“My goal is to create abstract sculptural jewelry that is lively, visually interesting, and comfortable, work that adds a bit of happiness to life. Jewelry doesn’t mean much unless it is worn, and I like to think of the person who puts on one of my pins, necklaces, or pairs of earrings as enhancing the piece, adding who they are to the piece’s artistic identity.”
As an art history graduate student, what fascinated me most were the metal objects I saw illustrated in books and exhibited in museums. Occasionally, when I was lucky enough to get into a museum’s back room, I could put on a pair of white gloves and pick up a metal piece; a censor, a centuries old weapon or broach, feel its weight, turn it in the light and study the parts that moved. Who made these pieces, I wondered, and more important, how did they do it? To find out, I enrolled in a beginning jewelry class and immediately fell in love. I loved the studio, tools, materials and most of all, the creative act that began with an idea and ended, to my astonishment, with an actual object. The notion of making something was extremely compelling and very different from my bookish past.

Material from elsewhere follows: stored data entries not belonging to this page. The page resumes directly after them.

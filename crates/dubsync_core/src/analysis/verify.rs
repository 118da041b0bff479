//! Heuristic "needs verification" gate.
//!
//! Sums weighted indicators that a result is likely wrong. When the sum
//! crosses the threshold an independent onset correlation over the leading
//! part of both streams is run as a second opinion.

use serde::{Deserialize, Serialize};

use super::features::{frame_size, FeatureExtractor};
use super::methods::{CorrelationMethod, MethodInput, Onset};
use super::types::AudioSignal;

/// Indicator weights and limits.
#[derive(Debug, Clone, Serialize, Deserialize)]
pub struct VerificationConfig {
    pub enabled: bool,
    /// Severity at which a result is flagged.
    pub threshold: f64,
    pub large_offset_seconds: f64,
    pub large_offset_weight: f64,
    pub low_confidence: f64,
    pub low_confidence_weight: f64,
    /// |offset| / shorter duration above this is suspicious.
    pub duration_ratio: f64,
    pub duration_ratio_weight: f64,
    pub sibling_spread_seconds: f64,
    pub sibling_spread_weight: f64,
    pub first_in_batch_weight: f64,
    pub secondary_check: bool,
    /// Leading span correlated by the secondary check (s).
    pub secondary_window_seconds: f64,
    pub disagreement_seconds: f64,
    pub disagreement_weight: f64,
}

impl Default for VerificationConfig {
    fn default() -> Self {
        Self {
            enabled: true,
            threshold: 0.30,
            large_offset_seconds: 10.0,
            large_offset_weight: 0.25,
            low_confidence: 0.70,
            low_confidence_weight: 0.30,
            duration_ratio: 0.5,
            duration_ratio_weight: 0.35,
            sibling_spread_seconds: 0.5,
            sibling_spread_weight: 0.30,
            first_in_batch_weight: 0.05,
            secondary_check: true,
            secondary_window_seconds: 30.0,
            disagreement_seconds: 2.0,
            disagreement_weight: 0.40,
        }
    }
}

/// Indicator that contributed to the severity.
#[derive(Debug, Clone, Copy, PartialEq, Eq, Serialize, Deserialize)]
#[serde(rename_all = "snake_case")]
pub enum VerificationReason {
    LargeOffset,
    LowConfidence,
    OffsetDurationRatio,
    SiblingSpread,
    FirstInBatch,
    MethodsDisagree,
}

/// What the verifier knows about one result.
#[derive(Debug, Clone, Default)]
pub struct VerificationInput {
    pub offset_seconds: f64,
    pub confidence: f64,
    pub master_duration: f64,
    pub dub_duration: f64,
    /// Offsets of the other components in the same batch.
    pub sibling_offsets: Vec<f64>,
    pub first_in_batch: bool,
}

/// Verifier verdict.
#[derive(Debug, Clone, Default, PartialEq, Serialize, Deserialize)]
pub struct VerificationReport {
    pub needs_verification: bool,
    pub severity: f64,
    pub reasons: Vec<VerificationReason>,
    /// Offset found by the secondary onset check, when it ran.
    pub secondary_offset: Option<f64>,
    pub methods_disagree: bool,
}

/// Flags results that deserve a second look.
pub struct SmartVerifier {
    config: VerificationConfig,
}

impl SmartVerifier {
    pub fn new(config: VerificationConfig) -> Self {
        Self { config }
    }

    /// Score the indicators only.
    pub fn assess(&self, input: &VerificationInput) -> VerificationReport {
        let mut report = VerificationReport::default();
        if !self.config.enabled {
            return report;
        }
        let c = &self.config;
        let offset = input.offset_seconds.abs();

        let shorter = input.master_duration.min(input.dub_duration);
        let spread = sibling_spread(input.offset_seconds, &input.sibling_offsets);

        let indicators = [
            (offset > c.large_offset_seconds, VerificationReason::LargeOffset, c.large_offset_weight),
            (input.confidence < c.low_confidence, VerificationReason::LowConfidence, c.low_confidence_weight),
            (
                shorter > 0.0 && offset / shorter > c.duration_ratio,
                VerificationReason::OffsetDurationRatio,
                c.duration_ratio_weight,
            ),
            (spread > c.sibling_spread_seconds, VerificationReason::SiblingSpread, c.sibling_spread_weight),
            (input.first_in_batch, VerificationReason::FirstInBatch, c.first_in_batch_weight),
        ];
        for (hit, reason, weight) in indicators {
            if hit {
                report.severity += weight;
                report.reasons.push(reason);
            }
        }
        report.needs_verification = self.flagged(report.severity);
        report
    }

    /// Score the indicators and run the secondary check when flagged.
    pub fn verify(
        &self,
        input: &VerificationInput,
        master: &AudioSignal,
        dub: &AudioSignal,
    ) -> VerificationReport {
        let mut report = self.assess(input);
        if !report.needs_verification || !self.config.secondary_check {
            return report;
        }

        report.secondary_offset = self.secondary_offset(master, dub, input.offset_seconds);
        if let Some(secondary) = report.secondary_offset {
            let disagreement = (secondary - input.offset_seconds).abs();
            if disagreement > self.config.disagreement_seconds {
                report.severity += self.config.disagreement_weight;
                report.reasons.push(VerificationReason::MethodsDisagree);
                report.methods_disagree = true;
            }
            tracing::info!(
                "Secondary onset check: {:+.3}s vs {:+.3}s (disagreement {:.3}s)",
                secondary,
                input.offset_seconds,
                disagreement
            );
        }
        report.needs_verification = self.flagged(report.severity);

        if report.needs_verification {
            tracing::warn!(
                "Result needs verification (severity {:.2}): {:?}",
                report.severity,
                report.reasons
            );
        }
        report
    }

    fn flagged(&self, severity: f64) -> bool {
        severity >= self.config.threshold - 1e-9
    }

    /// Onset correlation over the leading shared window, with the master
    /// window shifted by the primary offset. Returns primary plus residual.
    fn secondary_offset(&self, master: &AudioSignal, dub: &AudioSignal, primary: f64) -> Option<f64> {
        let len = (self.config.secondary_window_seconds * dub.sample_rate() as f64).round() as usize;
        let shift = dub.seconds_to_samples(primary);
        let dub_win = dub.window_samples(shift.max(0), len);
        let master_win = master.window_samples(dub_win.start_sample() as i64 - shift, len);
        let base = dub_win.start_sample() as i64 - master_win.start_sample() as i64;

        let sample_rate = dub.sample_rate();
        let extractor = FeatureExtractor::with_hop(sample_rate, frame_size(sample_rate) / 8);
        let master_features = extractor.extract(&master_win);
        let dub_features = extractor.extract(&dub_win);

        let input = MethodInput {
            master: master_win,
            dub: dub_win,
            master_features: &master_features,
            dub_features: &dub_features,
        };
        match Onset::new().estimate(&input) {
            Ok(estimate) => Some(estimate.shifted(base).precise_seconds()),
            Err(e) => {
                tracing::debug!("Secondary onset check failed: {}", e);
                None
            }
        }
    }
}

impl Default for SmartVerifier {
    fn default() -> Self {
        Self::new(VerificationConfig::default())
    }
}

/// Max minus min over this offset and its siblings (0 without siblings).
fn sibling_spread(offset: f64, siblings: &[f64]) -> f64 {
    if siblings.is_empty() {
        return 0.0;
    }
    let all = siblings.iter().copied().chain(std::iter::once(offset));
    let (min, max) = all.fold((f64::INFINITY, f64::NEG_INFINITY), |(lo, hi), v| {
        (lo.min(v), hi.max(v))
    });
    max - min
}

I began to think it possible to move away from academics and make a career for myself as a jeweler.
Most of the time I’m in my workshop thinking up new designs, solving technical problems and filling orders. But occasionally I step back from what’s in front of me. Then I imagine myself as one small part of the long line of craftspeople, makers of objects that have been significant for individuals and the social groups they’re a part of, a long line of makers that stretches forward and backward through time as far as we can imagine.